A vibrant array of creators

India’s user base is expected to grow considerably given the vibrancy of its creator landscape, with an estimated 100 million creators spread across categories, languages and regions. Big-ticket celebrities and, more recently, micro-influencers and regional creators are profoundly shaping India’s digital culture. Creators from Tier-II and -III cities add diverse content in regional languages that are relatable to their fan bases. Beyond content categories that appeal to mass audiences (think: food, travel, and tech), regional creators have found unique niches in exotic parrots, Punjabi songs, and the famous sounds of Chennai. These regional niches sometimes spread beyond a creator’s immediate vicinity and catch on among fans across India and beyond. Over 3,000 Indian creators have already amassed at least one million subscribers or followers across platforms.
The bigger the audience, the more routes to monetization. These options range from subscription content to product recommendations, ticketed experiences and exclusive paid communities. Creators who are able to find a niche and hook their audience can—and have—earned handsomely. India’s highest-paid YouTuber, 22-year-old Carry Minati, reportedly earned $4 million from his gaming and comedy videos. But such instances remain uncommon.

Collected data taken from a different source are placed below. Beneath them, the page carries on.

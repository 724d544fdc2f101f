use std::sync::Arc;
use thiserror::Error;
use tokio::sync::OnceCell;

use super::entity::{Feed, MAX_FEED_SIZE};
use super::mapping::{Mapping, MappingError, MappingResolver};
use crate::storage::{DecodeError, FeedRecord, FeedStore, StoreConnector, StoreError, FEED_KIND};
use crate::util::identify;

#[derive(Debug, Error)]
pub enum RegistryError {
    #[error(transparent)]
    Store(#[from] StoreError),

    #[error(transparent)]
    Decode(#[from] DecodeError),

    #[error("Invalid mapping: {0}")]
    Validation(#[from] MappingError),

    #[error("Failed to encode feed record: {0}")]
    Encode(#[from] serde_json::Error),
}

/// Registry of feeds, keyed by the id derived from their URL.
///
/// The store is opened on first use and shared afterwards; concurrent first
/// callers wait for a single open. If opening fails the next call tries
/// again.
pub struct FeedManager {
    connector: Arc<dyn StoreConnector>,
    store: OnceCell<Arc<dyn FeedStore>>,
    resolver: MappingResolver,
    max_feed_bytes: usize,
}

impl FeedManager {
    pub fn new(connector: Arc<dyn StoreConnector>) -> Self {
        Self::with_resolver(connector, MappingResolver::new())
    }

    pub fn with_resolver(connector: Arc<dyn StoreConnector>, resolver: MappingResolver) -> Self {
        Self {
            connector,
            store: OnceCell::new(),
            resolver,
            max_feed_bytes: MAX_FEED_SIZE,
        }
    }

    /// Body size limit applied to the feeds this registry hands out.
    pub fn with_max_feed_bytes(mut self, max_feed_bytes: usize) -> Self {
        self.max_feed_bytes = max_feed_bytes;
        self
    }

    pub fn resolver(&self) -> &MappingResolver {
        &self.resolver
    }

    /// Open the store unless it is already open.
    pub async fn ensure_open(&self) -> Result<&Arc<dyn FeedStore>, StoreError> {
        self.store
            .get_or_try_init(|| async {
                tracing::debug!("Opening feed store");
                self.connector.open().await
            })
            .await
    }

    /// Register `url`, creating the feed record if it does not exist yet.
    ///
    /// Returns the stored feed when one exists; its stored mapping wins over
    /// any override registered since.
    pub async fn put(&self, url: &str) -> Result<Feed, RegistryError> {
        let store = self.ensure_open().await?;
        let id = identify(url);
        let key = id.to_string();

        if let Some(payload) = store.get(&key).await? {
            tracing::debug!(feed_id = %id, url = %url, "Feed already registered");
            return Ok(self.decorate(Feed::from_record(FeedRecord::decode(&key, &payload)?)));
        }

        let mapping = self.resolver.resolve(url);
        let feed = Feed::new(url, Some(mapping));
        store.put(FEED_KIND, &key, &feed.to_record().encode()?).await?;
        tracing::info!(feed_id = %id, url = %url, "Registered feed");
        Ok(self.decorate(feed))
    }

    /// The registered feed for `url`, if any. Never writes.
    pub async fn get(&self, url: &str) -> Result<Option<Feed>, RegistryError> {
        let store = self.ensure_open().await?;
        let key = identify(url).to_string();

        match store.get(&key).await? {
            Some(payload) => {
                let record = FeedRecord::decode(&key, &payload)?;
                Ok(Some(self.decorate(Feed::from_record(record))))
            }
            None => Ok(None),
        }
    }

    /// Override the mapping for `url`.
    ///
    /// The override is kept in the resolver before the store is touched, and
    /// written to the stored feed record if one exists. Without a record the
    /// override is used when the feed is registered later.
    pub async fn set_mapping(&self, url: &str, mapping: Mapping) -> Result<(), RegistryError> {
        self.resolver.set(url, mapping.clone());
        let store = self.ensure_open().await?;

        let id = identify(url);
        let key = id.to_string();
        let Some(payload) = store.get(&key).await? else {
            tracing::debug!(feed_id = %id, url = %url, "Mapping kept until feed is registered");
            return Ok(());
        };

        let mut record = FeedRecord::decode(&key, &payload)?;
        record.mapping = Some(mapping);
        store
            .put(FEED_KIND, &key, &record.encode()?)
            .await
            .inspect_err(|e| {
                tracing::warn!(feed_id = %id, error = %e, "Writing mapping to stored feed failed");
            })?;
        tracing::debug!(feed_id = %id, url = %url, "Updated stored feed mapping");
        Ok(())
    }

    /// Validate an untyped mapping and apply it like [`set_mapping`](Self::set_mapping).
    pub async fn set_mapping_json(
        &self,
        url: &str,
        mapping: serde_json::Value,
    ) -> Result<(), RegistryError> {
        let mapping = Mapping::try_from(mapping)?;
        self.set_mapping(url, mapping).await
    }

    fn decorate(&self, feed: Feed) -> Feed {
        feed.with_max_feed_bytes(self.max_feed_bytes)
    }
}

The role and opportunity for digital platforms

Digital platforms, given their creator dependence, have an incentive to lure and support promising creators that have a big reach. In a competitive market like India, where over half a dozen start-ups are vying to become the default replacement for TikTok, the quality of content can be a key differentiator. India’s most celebrated founders and top creators have invested in creator empowerment platforms to nurture and scale the passion economy ecosystem. Several existing platforms are also helping creators pave their growth stories. The varied offerings have included YouTube’s crash courses and Facebook’s music distribution capabilities for independent artists.

In India, even after collecting a base of followers, it has proved difficult for creators to monetize. Opportunity lies within India’s passion economy for a standout platform that democratizes monetization, given that only a small percentage of creators are primed to produce the high-quality content that generates substantial compensation. While models like live-streaming and social commerce have emerged as meaningful revenue streams, other creators rely on promoting a plethora of consumer goods, CPG and direct-selling brands. Left behind are the long tail and niche creators, demonstrating a huge need-gap for platforms that can democratize monetization. In the U.S. and elsewhere, platforms like Patreon and Substack fill this gap by creating opportunities for fans to become patrons. India awaits a platform to win over this role, which would provide monetization routes for a greater number of creators and reduce their dependence on brands. 

The success of passion economy platforms in India will be self-determined. Available data suggest that the supply of creators and demand for content will remain robust. Thus, enough space exists for global players and homegrown competitors to take advantage of India’s untapped market opportunity.